## Work to be completed
From the line containing "self.access_token = Some(access_token);" down to the last line of the records below, give every line again without any change.

## Stored dataset items
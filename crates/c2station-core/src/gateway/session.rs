//! Bearer/refresh token pair held for the lifetime of the process.

use serde::{Deserialize, Serialize};

/// Credentials of the logged-in operator.
///
/// Only [`super::RequestGateway`] holds a `Session`; other components see
/// a [`SessionStatus`] at most.
#[derive(Debug, Clone, Default, PartialEq, Eq)]
pub struct Session {
    access_token: Option<String>,
    refresh_token: Option<String>,
}

impl Session {
    pub fn new(access_token: impl Into<String>, refresh_token: Option<String>) -> Self {
        Self {
            access_token: Some(access_token.into()),
            refresh_token,
        }
    }

    pub fn access_token(&self) -> Option<&str> {
        self.access_token.as_deref()
    }

    pub fn refresh_token(&self) -> Option<&str> {
        self.refresh_token.as_deref()
    }

    /// Install a freshly issued token pair.
    ///
    /// A refresh response may omit the refresh token, in which case the
    /// previous one stays valid.
    pub(crate) fn replace(&mut self, access_token: String, refresh_token: Option<String>) {
        self.access_token = Some(access_token);
        if refresh_token.is_some() {
            self.refresh_token = refresh_token;
        }
    }

    pub(crate) fn clear(&mut self) {
        self.access_token = None;
        self.refresh_token = None;
    }

    pub fn status(&self) -> SessionStatus {
        SessionStatus {
            authenticated: self.access_token.is_some(),
            can_refresh: self.refresh_token.is_some(),
        }
    }
}

/// Token-free view of the session, safe to hand to the rendering layer.
#[derive(Debug, Clone, Copy, PartialEq, Eq, Serialize, Deserialize)]
#[serde(rename_all = "camelCase")]
pub struct SessionStatus {
    pub authenticated: bool,
    pub can_refresh: bool,
}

## Answer section
        self.access_token = Some(access_token);
        if refresh_token.is_some() {
            self.refresh_token = refresh_token;
        }
    }

    pub(crate) fn clear(&mut self) {
        self.access_token = None;
        self.refresh_token = None;
    }

    pub fn status(&self) -> SessionStatus {
        SessionStatus {
            authenticated: self.access_token.is_some(),
            can_refresh: self.refresh_token.is_some(),
        }
    }
}

/// Token-free view of the session, safe to hand to the rendering layer.
#[derive(Debug, Clone, Copy, PartialEq, Eq, Serialize, Deserialize)]
#[serde(rename_all = "camelCase")]
pub struct SessionStatus {
    pub authenticated: bool,
    pub can_refresh: bool,
}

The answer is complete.